## Aim of the task
Say how many lines below hold the word "step"; give the number by itself.

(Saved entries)

====

//! Fixed-step frame clock.
//!
//! The clock decides *when* the next frame runs; the game session decides
//! *whether* one is wanted. The binary arms the clock when play begins and
//! disarms it as soon as a frame returns [`FrameRequest::Halt`].
//!
//! [`FrameRequest::Halt`]: crate::game::FrameRequest::Halt

use super::config::TimingConfig;
use std::time::{Duration, Instant};

#[derive(Debug, Clone)]
pub struct FrameClock {
    interval: Duration,
    max_catch_up: u32,
    /// Deadline of the next frame, `None` while stopped.
    next_due: Option<Instant>,
}

impl FrameClock {
    pub fn new(timing: &TimingConfig) -> Self {
        Self {
            interval: Duration::from_millis(timing.frame_interval_ms.max(1)),
            max_catch_up: timing.max_catch_up_frames.max(1),
            next_due: None,
        }
    }

    pub fn interval(&self) -> Duration {
        self.interval
    }

    /// Arm the clock. The first frame is due immediately.
    pub fn start(&mut self, now: Instant) {
        if self.next_due.is_none() {
            self.next_due = Some(now);
        }
    }

    pub fn stop(&mut self) {
        self.next_due = None;
    }

    pub fn is_running(&self) -> bool {
        self.next_due.is_some()
    }

    /// Number of frames that have come due by `now`, consuming them.
    ///
    /// After a stall longer than `max_catch_up` frames the backlog is
    /// dropped instead of replayed.
    pub fn due_frames(&mut self, now: Instant) -> u32 {
        let Some(due) = self.next_due else {
            return 0;
        };
        if now < due {
            return 0;
        }

        let behind = now.duration_since(due).as_nanos() / self.interval.as_nanos();
        let frames = behind.saturating_add(1);

        if frames > self.max_catch_up as u128 {
            self.next_due = Some(now + self.interval);
            self.max_catch_up
        } else {
            let frames = frames as u32;
            self.next_due = Some(due + self.interval * frames);
            frames
        }
    }

    /// How long the input poll may block before the next frame is due.
    pub fn poll_timeout(&self, now: Instant, idle: Duration) -> Duration {
        match self.next_due {
            Some(due) => due.saturating_duration_since(now),
            None => idle,
        }
    }
}
//! Terminal frontend: implements the game's render, score and overlay
//! collaborators and draws them with ratatui.

pub mod flappy_scene;
pub mod game_common;
pub mod pixel_grid;

use crate::game::GameSession;
use crate::render::{DisplayList, Overlay, Overlays, Rect, RenderSurface, Rgb, ScoreDisplay};
use ratatui::Frame;

/// Everything the game pushed to the screen since the last redraw request.
#[derive(Debug, Clone, Default)]
pub struct TerminalFrontend {
    scene: DisplayList,
    score: u32,
    final_score: Option<u32>,
    start_visible: bool,
    game_over_visible: bool,
}

impl TerminalFrontend {
    pub fn new() -> Self {
        Self::default()
    }

    pub fn scene(&self) -> &DisplayList {
        &self.scene
    }

    pub fn score(&self) -> u32 {
        self.score
    }

    pub fn final_score(&self) -> Option<u32> {
        self.final_score
    }

    pub fn start_visible(&self) -> bool {
        self.start_visible
    }

    pub fn game_over_visible(&self) -> bool {
        self.game_over_visible
    }
}

impl RenderSurface for TerminalFrontend {
    fn clear(&mut self, color: Rgb) {
        self.scene.clear(color);
    }

    fn fill_rect(&mut self, rect: Rect, color: Rgb) {
        self.scene.fill_rect(rect, color);
    }

    fn stroke_rect(&mut self, rect: Rect, color: Rgb) {
        self.scene.stroke_rect(rect, color);
    }

    fn fill_circle(&mut self, cx: f64, cy: f64, radius: f64, color: Rgb) {
        self.scene.fill_circle(cx, cy, radius, color);
    }

    fn stroke_circle(&mut self, cx: f64, cy: f64, radius: f64, color: Rgb) {
        self.scene.stroke_circle(cx, cy, radius, color);
    }

    fn fill_ellipse(&mut self, cx: f64, cy: f64, rx: f64, ry: f64, color: Rgb) {
        self.scene.fill_ellipse(cx, cy, rx, ry, color);
    }

    fn stroke_ellipse(&mut self, cx: f64, cy: f64, rx: f64, ry: f64, color: Rgb) {
        self.scene.stroke_ellipse(cx, cy, rx, ry, color);
    }

    fn line(&mut self, from: (f64, f64), to: (f64, f64), color: Rgb) {
        self.scene.line(from, to, color);
    }
}

impl ScoreDisplay for TerminalFrontend {
    fn show_score(&mut self, score: u32) {
        self.score = score;
    }

    fn show_final_score(&mut self, score: u32) {
        self.final_score = Some(score);
    }
}

impl Overlays for TerminalFrontend {
    fn set_overlay(&mut self, overlay: Overlay, visible: bool) {
        match overlay {
            Overlay::Start => self.start_visible = visible,
            Overlay::GameOver => {
                self.game_over_visible = visible;
                if !visible {
                    self.final_score = None;
                }
            }
        }
    }
}

/// Main UI drawing function.
pub fn draw_ui(frame: &mut Frame, ui: &TerminalFrontend, session: &GameSession) {
    let area = frame.size();
    flappy_scene::render_flappy(frame, area, ui, session);
}
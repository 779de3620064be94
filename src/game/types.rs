//! Entity state for the bird, pipes and ground.

use crate::core::config::{BirdConfig, GameConfig};

/// Session phase.
#[derive(Debug, Clone, Copy, PartialEq, Eq)]
pub enum GamePhase {
    /// Idle bird, waiting for the first action.
    Start,
    /// Frame loop running.
    Playing,
    /// Crashed. Only a reset leaves this phase.
    GameOver,
}

/// What a frame asks of the frame clock.
#[derive(Debug, Clone, Copy, PartialEq, Eq)]
pub enum FrameRequest {
    /// Schedule another frame.
    Next,
    /// Stop the loop; no further frames until play starts again.
    Halt,
}

/// The player's bird. x never changes.
#[derive(Debug, Clone, PartialEq)]
pub struct Bird {
    pub x: f64,
    pub y: f64,
    pub width: f64,
    pub height: f64,
    /// Drawing radius of the body.
    pub radius: f64,
    /// Vertical velocity in units/frame (positive = downward).
    pub velocity: f64,

    // Cached physics parameters
    pub start_y: f64,
    pub gravity: f64,
    pub flap_impulse: f64,
}

impl Bird {
    pub fn new(config: &GameConfig) -> Self {
        let BirdConfig {
            x,
            start_y,
            width,
            height,
            radius,
        } = config.bird;
        Self {
            x,
            y: start_y,
            width,
            height,
            radius,
            velocity: 0.0,
            start_y,
            gravity: config.physics.gravity,
            flap_impulse: config.physics.flap_impulse,
        }
    }

    /// Center of the drawn body.
    pub fn center(&self) -> (f64, f64) {
        (self.x + self.width / 2.0, self.y + self.height / 2.0)
    }
}

/// A pipe obstacle: a top segment hanging from the ceiling and a bottom
/// segment standing on the ground, with a fixed gap between them.
#[derive(Debug, Clone, PartialEq)]
pub struct Pipe {
    /// Left edge; decreases every frame.
    pub x: f64,
    pub width: f64,
    /// Height of the top segment, measured from y = 0.
    pub top: f64,
    /// Height of the bottom segment, measured up from the playfield bottom.
    pub bottom: f64,
    /// Already counted towards the score.
    pub passed: bool,
}

impl Pipe {
    /// Trailing (right) edge.
    pub fn right(&self) -> f64 {
        self.x + self.width
    }

    /// Fully past the left edge of the playfield.
    pub fn is_offscreen(&self) -> bool {
        self.right() < 0.0
    }
}

/// Scrolling ground band. The offset is cosmetic; the floor line is fixed.
#[derive(Debug, Clone, PartialEq)]
pub struct Ground {
    pub offset: f64,
    pub speed: f64,
    pub stripe_spacing: f64,
}

impl Ground {
    pub fn new(config: &GameConfig) -> Self {
        Self {
            offset: 0.0,
            speed: config.pipes.speed,
            stripe_spacing: config.ground.stripe_spacing,
        }
    }

    /// Scroll at pipe speed, wrapping once a full stripe has passed.
    pub fn update(&mut self) {
        self.offset -= self.speed;
        if self.offset <= -self.stripe_spacing {
            self.offset = 0.0;
        }
    }

    pub fn reset(&mut self) {
        self.offset = 0.0;
    }
}
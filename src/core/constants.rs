// Playfield (logical units)
pub const PLAYFIELD_WIDTH: u32 = 320;
pub const PLAYFIELD_HEIGHT: u32 = 480;
pub const GROUND_HEIGHT: u32 = 20;

// Bird
pub const BIRD_X: f64 = 50.0;
pub const BIRD_START_Y: f64 = 150.0;
pub const BIRD_WIDTH: f64 = 34.0;
pub const BIRD_HEIGHT: f64 = 24.0;
pub const BIRD_RADIUS: f64 = 12.0;

// Physics (per frame)
pub const GRAVITY: f64 = 0.25;
pub const FLAP_IMPULSE: f64 = -4.5;

// Pipes
pub const PIPE_SPEED: f64 = 2.0;
pub const PIPE_SPAWN_INTERVAL: u64 = 100; // frames
pub const PIPE_GAP: u32 = 100;
pub const PIPE_WIDTH: f64 = 52.0;
pub const PIPE_MIN_HEIGHT: u32 = 50;
pub const PIPE_CAP_HEIGHT: f64 = 20.0;

// Ground scroll
pub const GROUND_STRIPE_SPACING: f64 = 20.0;

// Frame timing
pub const FRAME_INTERVAL_MS: u64 = 16; // ~60 FPS
pub const MAX_CATCH_UP_FRAMES: u32 = 5;

// Config lookup
pub const LOG_FILTER_ENV: &str = "FLAPPY_LOG";
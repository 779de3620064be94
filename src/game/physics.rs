//! Bird physics: explicit Euler integration, one step per frame.

use super::types::Bird;
use crate::core::config::Playfield;

/// Boundary the bird touched during an update.
#[derive(Debug, Clone, Copy, PartialEq, Eq)]
pub enum Contact {
    Airborne,
    /// Hit the ceiling. Clamped and stopped, not fatal.
    Ceiling,
    /// Hit the ground. Fatal.
    Floor,
}

impl Bird {
    /// Apply gravity, move, and clamp to the playfield.
    ///
    /// Afterwards `y` always lies in `[0, floor_y - height]`.
    pub fn update(&mut self, playfield: &Playfield) -> Contact {
        self.velocity += self.gravity;
        self.y += self.velocity;

        let lowest = playfield.floor_y() - self.height;
        if self.y >= lowest {
            self.y = lowest;
            self.velocity = 0.0;
            return Contact::Floor;
        }

        if self.y < 0.0 {
            self.y = 0.0;
            self.velocity = 0.0;
            return Contact::Ceiling;
        }

        Contact::Airborne
    }

    /// Set velocity to the flap impulse, discarding the current velocity.
    pub fn flap(&mut self) {
        self.velocity = self.flap_impulse;
    }

    pub fn reset(&mut self) {
        self.y = self.start_y;
        self.velocity = 0.0;
    }
}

====

## Task output
2